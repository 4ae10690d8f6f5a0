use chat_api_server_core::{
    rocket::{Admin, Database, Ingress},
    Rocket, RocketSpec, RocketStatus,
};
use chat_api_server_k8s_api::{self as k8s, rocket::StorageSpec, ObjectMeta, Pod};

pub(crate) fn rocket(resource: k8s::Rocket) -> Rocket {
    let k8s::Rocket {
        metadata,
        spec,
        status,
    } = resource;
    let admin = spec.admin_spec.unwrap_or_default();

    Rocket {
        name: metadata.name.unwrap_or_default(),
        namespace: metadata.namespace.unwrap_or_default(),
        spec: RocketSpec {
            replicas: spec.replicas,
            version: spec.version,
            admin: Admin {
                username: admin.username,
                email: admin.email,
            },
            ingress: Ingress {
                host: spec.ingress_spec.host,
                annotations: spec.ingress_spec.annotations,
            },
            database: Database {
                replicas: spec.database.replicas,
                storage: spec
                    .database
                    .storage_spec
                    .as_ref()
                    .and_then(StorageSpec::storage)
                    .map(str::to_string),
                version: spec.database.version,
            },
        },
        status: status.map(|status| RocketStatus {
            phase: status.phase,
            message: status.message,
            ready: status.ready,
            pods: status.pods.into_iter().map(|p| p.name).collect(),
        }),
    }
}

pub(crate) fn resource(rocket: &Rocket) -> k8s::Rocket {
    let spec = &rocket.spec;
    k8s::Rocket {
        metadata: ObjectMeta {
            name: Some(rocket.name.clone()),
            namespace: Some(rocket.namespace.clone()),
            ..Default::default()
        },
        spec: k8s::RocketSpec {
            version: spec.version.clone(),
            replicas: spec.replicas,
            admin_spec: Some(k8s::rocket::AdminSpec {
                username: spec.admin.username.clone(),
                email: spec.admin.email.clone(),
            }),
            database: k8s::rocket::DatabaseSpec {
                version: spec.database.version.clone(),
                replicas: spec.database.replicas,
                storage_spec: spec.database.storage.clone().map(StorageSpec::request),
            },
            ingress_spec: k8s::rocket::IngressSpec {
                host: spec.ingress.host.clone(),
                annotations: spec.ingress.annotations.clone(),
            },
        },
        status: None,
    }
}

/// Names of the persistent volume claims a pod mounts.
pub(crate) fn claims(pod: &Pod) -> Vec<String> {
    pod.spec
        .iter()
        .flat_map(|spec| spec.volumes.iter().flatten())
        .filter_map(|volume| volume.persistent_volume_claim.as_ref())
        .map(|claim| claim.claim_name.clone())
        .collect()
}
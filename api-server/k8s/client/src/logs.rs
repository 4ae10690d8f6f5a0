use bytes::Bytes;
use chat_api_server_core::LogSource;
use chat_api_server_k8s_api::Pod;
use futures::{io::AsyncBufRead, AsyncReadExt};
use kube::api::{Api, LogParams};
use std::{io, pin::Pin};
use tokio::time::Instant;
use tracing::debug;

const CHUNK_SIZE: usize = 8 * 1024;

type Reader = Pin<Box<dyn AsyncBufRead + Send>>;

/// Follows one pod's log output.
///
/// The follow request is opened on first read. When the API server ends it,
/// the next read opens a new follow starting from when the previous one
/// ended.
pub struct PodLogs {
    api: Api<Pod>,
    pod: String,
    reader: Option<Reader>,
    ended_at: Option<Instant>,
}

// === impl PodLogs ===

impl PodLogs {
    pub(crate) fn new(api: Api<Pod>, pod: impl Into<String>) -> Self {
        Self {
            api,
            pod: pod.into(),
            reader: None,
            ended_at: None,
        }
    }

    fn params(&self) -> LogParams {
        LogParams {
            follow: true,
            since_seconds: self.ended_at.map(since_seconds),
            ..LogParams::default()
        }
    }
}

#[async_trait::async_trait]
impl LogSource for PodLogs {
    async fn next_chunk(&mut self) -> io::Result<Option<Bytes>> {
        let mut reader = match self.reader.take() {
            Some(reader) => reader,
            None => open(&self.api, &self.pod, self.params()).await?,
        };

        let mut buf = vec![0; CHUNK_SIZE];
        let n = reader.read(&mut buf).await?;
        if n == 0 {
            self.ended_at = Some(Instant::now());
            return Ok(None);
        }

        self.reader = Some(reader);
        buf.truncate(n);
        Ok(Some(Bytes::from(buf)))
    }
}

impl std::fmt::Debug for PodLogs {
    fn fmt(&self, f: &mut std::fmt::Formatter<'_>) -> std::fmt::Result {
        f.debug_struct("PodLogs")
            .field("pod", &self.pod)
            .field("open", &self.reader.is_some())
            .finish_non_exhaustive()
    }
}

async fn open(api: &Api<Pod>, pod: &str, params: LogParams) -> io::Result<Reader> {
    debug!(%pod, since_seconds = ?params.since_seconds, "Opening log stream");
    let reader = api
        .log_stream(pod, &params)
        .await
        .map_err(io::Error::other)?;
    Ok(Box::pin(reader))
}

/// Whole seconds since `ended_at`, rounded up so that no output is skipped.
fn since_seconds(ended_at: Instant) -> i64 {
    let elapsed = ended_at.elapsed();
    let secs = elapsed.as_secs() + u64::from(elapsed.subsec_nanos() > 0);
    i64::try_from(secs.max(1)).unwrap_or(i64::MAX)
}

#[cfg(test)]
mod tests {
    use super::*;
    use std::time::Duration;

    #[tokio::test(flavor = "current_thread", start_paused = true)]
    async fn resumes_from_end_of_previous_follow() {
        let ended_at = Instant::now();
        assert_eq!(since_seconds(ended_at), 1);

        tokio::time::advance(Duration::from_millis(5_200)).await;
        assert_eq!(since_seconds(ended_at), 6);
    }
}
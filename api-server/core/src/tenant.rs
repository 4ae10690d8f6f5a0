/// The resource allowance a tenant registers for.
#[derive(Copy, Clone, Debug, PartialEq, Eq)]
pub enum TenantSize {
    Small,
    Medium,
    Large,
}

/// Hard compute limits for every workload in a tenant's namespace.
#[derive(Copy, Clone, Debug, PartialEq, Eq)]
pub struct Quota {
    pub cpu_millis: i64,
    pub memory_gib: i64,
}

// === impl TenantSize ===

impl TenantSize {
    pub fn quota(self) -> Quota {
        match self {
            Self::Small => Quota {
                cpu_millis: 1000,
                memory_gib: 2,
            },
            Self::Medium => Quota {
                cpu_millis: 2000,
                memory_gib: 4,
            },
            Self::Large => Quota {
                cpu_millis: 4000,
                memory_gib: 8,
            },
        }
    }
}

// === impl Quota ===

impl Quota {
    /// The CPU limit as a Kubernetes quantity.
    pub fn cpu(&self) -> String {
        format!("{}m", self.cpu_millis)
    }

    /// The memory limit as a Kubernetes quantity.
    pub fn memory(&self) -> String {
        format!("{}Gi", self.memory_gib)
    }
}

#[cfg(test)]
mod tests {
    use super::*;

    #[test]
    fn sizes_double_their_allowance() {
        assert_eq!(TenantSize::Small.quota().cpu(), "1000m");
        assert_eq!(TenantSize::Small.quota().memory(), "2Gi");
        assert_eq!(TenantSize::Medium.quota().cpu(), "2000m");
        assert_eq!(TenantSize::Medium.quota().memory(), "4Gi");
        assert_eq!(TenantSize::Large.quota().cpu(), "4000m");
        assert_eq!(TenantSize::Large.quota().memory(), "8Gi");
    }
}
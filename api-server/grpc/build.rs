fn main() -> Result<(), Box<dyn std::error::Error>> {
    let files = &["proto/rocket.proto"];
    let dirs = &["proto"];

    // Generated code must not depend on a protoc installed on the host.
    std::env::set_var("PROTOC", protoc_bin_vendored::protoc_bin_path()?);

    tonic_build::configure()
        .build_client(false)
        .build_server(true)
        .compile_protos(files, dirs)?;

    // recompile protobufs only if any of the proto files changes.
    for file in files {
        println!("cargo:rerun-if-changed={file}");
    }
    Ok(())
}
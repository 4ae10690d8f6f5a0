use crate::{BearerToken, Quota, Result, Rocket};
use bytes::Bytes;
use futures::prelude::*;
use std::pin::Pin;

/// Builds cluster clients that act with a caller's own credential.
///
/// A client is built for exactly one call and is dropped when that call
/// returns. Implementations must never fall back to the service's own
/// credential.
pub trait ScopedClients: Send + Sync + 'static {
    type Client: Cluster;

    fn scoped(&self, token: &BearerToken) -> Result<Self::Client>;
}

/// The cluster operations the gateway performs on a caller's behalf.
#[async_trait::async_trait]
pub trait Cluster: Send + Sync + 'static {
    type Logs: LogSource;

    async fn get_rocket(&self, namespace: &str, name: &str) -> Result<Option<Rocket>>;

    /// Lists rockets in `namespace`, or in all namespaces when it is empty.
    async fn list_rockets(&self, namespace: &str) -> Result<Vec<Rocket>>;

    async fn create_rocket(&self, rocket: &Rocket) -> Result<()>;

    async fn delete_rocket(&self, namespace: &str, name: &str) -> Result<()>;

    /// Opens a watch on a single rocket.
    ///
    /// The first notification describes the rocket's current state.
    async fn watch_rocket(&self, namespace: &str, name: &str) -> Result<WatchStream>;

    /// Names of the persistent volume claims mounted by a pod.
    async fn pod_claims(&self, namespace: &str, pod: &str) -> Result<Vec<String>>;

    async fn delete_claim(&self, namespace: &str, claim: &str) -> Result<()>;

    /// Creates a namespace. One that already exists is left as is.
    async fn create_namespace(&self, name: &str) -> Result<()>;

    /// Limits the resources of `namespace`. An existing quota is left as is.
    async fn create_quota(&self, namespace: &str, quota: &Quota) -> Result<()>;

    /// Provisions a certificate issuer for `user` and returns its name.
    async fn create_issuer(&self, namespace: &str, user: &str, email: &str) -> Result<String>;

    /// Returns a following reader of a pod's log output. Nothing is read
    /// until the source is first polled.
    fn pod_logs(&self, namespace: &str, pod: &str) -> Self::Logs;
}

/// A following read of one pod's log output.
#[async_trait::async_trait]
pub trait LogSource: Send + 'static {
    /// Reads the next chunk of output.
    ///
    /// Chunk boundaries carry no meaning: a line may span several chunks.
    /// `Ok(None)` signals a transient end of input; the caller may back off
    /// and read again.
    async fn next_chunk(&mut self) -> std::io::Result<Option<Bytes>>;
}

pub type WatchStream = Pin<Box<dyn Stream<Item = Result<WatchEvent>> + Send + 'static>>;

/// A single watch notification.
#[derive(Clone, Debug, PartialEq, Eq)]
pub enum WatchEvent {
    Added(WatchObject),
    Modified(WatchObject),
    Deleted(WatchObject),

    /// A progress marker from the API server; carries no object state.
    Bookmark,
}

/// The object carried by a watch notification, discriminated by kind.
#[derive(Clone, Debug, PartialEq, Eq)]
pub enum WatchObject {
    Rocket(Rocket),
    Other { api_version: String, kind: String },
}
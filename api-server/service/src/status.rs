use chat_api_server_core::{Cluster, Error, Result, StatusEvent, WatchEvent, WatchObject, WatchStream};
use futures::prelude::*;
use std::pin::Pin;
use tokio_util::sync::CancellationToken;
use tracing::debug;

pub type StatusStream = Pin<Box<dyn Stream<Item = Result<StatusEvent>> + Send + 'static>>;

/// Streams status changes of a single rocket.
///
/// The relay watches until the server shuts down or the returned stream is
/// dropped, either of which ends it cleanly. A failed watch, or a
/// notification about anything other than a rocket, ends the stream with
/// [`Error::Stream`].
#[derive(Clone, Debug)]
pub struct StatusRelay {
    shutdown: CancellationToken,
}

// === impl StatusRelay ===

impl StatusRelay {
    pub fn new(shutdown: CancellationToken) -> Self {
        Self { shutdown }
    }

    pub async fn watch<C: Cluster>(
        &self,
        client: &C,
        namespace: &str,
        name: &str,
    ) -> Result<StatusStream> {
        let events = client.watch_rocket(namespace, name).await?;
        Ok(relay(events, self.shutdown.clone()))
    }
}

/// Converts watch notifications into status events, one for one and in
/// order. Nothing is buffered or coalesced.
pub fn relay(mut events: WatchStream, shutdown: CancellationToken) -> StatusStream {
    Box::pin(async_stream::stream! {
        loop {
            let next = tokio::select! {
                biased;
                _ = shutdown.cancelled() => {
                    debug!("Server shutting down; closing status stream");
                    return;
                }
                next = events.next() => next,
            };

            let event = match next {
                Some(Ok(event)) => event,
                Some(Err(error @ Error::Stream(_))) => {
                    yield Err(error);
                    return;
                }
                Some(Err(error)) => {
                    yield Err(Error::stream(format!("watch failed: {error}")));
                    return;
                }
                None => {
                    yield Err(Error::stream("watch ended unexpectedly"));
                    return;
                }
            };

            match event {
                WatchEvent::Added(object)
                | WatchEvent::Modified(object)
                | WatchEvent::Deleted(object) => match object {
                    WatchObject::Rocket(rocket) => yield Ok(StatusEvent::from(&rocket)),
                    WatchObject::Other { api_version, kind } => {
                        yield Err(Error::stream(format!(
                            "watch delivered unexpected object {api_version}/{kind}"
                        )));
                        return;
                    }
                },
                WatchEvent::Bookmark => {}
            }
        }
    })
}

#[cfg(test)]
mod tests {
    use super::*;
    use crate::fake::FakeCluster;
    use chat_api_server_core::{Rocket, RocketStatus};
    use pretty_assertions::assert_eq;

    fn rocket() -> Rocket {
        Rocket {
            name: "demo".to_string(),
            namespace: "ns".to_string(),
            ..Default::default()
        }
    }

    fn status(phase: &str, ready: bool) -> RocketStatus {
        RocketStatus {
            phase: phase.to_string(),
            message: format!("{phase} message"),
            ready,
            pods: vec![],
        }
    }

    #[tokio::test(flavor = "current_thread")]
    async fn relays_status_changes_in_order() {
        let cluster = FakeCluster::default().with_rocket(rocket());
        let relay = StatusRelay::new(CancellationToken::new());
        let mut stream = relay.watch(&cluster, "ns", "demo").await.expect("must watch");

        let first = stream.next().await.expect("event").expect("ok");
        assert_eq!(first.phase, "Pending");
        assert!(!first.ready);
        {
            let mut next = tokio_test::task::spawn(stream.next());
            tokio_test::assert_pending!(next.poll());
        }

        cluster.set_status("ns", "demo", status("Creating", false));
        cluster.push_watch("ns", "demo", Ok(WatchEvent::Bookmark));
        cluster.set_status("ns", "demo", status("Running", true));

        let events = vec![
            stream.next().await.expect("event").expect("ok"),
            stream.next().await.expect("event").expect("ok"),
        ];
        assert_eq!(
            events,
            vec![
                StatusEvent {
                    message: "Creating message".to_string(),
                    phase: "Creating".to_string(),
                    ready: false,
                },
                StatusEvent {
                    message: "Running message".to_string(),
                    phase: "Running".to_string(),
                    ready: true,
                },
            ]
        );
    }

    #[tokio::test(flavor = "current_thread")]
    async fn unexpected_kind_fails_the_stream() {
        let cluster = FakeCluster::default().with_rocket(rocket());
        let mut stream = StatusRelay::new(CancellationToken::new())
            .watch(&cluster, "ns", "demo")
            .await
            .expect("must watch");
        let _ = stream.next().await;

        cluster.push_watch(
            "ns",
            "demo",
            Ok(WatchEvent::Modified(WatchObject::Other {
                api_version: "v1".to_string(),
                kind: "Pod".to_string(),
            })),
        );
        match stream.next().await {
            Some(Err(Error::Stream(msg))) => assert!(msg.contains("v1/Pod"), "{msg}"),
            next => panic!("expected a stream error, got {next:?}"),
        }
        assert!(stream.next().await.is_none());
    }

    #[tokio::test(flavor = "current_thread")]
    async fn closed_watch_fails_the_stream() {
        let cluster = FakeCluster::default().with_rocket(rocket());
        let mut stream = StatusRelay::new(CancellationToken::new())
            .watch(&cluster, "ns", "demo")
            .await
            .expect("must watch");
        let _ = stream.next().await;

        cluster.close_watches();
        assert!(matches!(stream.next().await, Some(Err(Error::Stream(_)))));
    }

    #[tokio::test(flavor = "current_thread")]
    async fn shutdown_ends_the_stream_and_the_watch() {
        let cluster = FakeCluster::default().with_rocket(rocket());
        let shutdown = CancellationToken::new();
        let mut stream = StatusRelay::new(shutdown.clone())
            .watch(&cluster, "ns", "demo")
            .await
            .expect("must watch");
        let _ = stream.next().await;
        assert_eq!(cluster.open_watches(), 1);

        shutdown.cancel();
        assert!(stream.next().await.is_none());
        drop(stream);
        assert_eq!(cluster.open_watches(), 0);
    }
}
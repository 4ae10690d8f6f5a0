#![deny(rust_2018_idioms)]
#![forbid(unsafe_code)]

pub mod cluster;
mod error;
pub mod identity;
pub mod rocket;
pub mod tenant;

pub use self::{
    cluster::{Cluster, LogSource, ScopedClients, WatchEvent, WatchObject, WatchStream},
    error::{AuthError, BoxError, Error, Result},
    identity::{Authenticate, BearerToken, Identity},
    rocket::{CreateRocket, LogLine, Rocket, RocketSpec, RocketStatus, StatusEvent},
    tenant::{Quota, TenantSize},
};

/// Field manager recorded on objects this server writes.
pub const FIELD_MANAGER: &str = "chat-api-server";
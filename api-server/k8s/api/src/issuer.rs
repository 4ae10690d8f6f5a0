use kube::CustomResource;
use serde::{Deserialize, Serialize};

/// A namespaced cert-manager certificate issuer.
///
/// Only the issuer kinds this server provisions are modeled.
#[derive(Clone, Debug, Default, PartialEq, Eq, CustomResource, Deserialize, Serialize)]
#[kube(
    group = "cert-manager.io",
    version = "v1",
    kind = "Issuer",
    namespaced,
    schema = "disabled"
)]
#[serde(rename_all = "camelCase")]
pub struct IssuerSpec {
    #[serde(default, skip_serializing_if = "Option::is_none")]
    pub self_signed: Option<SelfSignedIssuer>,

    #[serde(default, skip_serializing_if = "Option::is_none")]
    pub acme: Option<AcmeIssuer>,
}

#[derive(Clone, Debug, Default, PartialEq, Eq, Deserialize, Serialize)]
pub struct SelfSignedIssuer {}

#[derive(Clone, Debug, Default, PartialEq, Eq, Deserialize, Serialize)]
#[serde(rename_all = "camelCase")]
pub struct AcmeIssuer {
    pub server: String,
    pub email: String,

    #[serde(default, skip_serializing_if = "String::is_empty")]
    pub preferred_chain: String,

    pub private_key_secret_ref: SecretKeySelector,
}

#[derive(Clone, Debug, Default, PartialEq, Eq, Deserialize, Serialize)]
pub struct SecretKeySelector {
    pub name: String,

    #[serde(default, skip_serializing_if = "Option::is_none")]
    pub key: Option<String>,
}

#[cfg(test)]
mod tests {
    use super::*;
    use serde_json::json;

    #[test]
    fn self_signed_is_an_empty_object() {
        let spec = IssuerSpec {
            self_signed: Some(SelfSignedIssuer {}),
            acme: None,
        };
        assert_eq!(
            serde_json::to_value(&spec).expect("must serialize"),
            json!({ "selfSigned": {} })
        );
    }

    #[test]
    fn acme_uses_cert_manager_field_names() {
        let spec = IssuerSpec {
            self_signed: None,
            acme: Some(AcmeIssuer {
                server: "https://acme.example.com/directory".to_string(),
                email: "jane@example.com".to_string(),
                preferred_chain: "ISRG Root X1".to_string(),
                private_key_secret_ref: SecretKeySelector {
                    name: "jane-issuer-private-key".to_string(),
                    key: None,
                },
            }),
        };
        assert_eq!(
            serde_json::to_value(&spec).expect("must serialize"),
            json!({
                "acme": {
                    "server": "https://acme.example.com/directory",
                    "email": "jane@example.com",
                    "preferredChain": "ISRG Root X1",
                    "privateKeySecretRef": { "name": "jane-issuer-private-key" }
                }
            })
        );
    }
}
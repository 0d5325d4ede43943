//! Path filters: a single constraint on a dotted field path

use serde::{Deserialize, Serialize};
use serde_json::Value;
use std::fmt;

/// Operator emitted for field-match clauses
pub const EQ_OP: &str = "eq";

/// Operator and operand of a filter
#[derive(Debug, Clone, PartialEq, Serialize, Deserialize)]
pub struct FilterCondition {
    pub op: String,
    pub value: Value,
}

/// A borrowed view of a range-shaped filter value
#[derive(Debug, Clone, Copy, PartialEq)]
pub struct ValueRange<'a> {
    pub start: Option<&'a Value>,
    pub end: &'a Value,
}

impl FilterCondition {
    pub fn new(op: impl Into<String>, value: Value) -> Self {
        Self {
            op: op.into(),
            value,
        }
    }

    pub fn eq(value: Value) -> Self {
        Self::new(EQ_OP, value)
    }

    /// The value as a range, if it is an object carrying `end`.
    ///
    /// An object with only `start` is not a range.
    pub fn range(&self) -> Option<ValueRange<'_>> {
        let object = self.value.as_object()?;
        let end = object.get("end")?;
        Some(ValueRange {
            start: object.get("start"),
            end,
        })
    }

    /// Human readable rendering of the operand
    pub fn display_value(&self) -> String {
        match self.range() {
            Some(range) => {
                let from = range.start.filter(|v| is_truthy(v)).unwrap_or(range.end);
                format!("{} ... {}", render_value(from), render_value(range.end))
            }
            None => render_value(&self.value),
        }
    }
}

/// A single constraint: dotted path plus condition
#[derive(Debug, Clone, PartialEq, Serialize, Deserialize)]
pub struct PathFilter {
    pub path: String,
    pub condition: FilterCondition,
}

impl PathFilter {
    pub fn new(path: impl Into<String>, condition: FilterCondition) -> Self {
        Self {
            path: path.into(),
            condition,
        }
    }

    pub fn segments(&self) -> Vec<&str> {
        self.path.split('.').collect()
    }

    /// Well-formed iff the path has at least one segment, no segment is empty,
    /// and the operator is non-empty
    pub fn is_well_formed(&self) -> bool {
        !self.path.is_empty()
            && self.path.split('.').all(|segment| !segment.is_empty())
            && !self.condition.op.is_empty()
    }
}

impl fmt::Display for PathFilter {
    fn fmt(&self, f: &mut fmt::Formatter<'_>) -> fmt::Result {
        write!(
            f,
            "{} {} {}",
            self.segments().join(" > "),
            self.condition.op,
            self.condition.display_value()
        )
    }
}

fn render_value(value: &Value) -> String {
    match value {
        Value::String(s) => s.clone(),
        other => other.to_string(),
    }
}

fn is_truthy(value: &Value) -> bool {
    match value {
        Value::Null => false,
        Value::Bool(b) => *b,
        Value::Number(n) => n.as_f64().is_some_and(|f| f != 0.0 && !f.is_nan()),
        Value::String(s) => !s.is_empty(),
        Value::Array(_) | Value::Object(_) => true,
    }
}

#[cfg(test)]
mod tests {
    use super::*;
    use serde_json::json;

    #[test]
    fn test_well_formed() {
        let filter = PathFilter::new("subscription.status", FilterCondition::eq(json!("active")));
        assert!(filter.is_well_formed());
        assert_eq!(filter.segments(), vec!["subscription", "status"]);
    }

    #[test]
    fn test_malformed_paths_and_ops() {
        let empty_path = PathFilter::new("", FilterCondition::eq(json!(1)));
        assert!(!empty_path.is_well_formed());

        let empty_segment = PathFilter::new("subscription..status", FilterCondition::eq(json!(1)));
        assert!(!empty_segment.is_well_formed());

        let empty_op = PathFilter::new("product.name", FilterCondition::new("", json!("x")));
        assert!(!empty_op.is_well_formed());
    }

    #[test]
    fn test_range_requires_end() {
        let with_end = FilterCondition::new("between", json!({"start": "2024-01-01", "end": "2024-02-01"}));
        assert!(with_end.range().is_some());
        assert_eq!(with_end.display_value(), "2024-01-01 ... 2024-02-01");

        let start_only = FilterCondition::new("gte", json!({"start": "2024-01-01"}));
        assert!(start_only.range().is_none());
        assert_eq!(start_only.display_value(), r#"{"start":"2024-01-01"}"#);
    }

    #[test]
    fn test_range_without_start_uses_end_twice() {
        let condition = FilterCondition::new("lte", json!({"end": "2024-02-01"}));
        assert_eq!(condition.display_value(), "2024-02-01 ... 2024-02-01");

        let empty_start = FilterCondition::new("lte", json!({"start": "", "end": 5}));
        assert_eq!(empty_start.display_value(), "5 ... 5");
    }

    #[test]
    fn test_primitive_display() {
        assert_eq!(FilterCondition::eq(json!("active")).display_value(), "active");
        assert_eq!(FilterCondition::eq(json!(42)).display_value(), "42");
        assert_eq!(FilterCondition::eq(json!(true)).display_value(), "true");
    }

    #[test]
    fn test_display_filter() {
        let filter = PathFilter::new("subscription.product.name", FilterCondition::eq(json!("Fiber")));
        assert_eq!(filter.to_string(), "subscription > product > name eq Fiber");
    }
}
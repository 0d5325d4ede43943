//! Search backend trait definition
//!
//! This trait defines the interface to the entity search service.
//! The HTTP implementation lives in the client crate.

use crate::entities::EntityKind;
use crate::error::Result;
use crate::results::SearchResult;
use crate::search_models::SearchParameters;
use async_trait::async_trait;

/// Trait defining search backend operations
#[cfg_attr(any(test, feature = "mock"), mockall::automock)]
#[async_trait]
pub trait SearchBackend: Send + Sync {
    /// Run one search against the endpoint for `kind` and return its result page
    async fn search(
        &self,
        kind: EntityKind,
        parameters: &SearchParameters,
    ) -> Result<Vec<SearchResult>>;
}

■ What you have to do: Search the data above for the string "time" and return every line that has it.

■ Response:
use tokio::time::Instant;
    use std::time::Duration;
        tokio::time::advance(Duration::from_millis(5_200)).await;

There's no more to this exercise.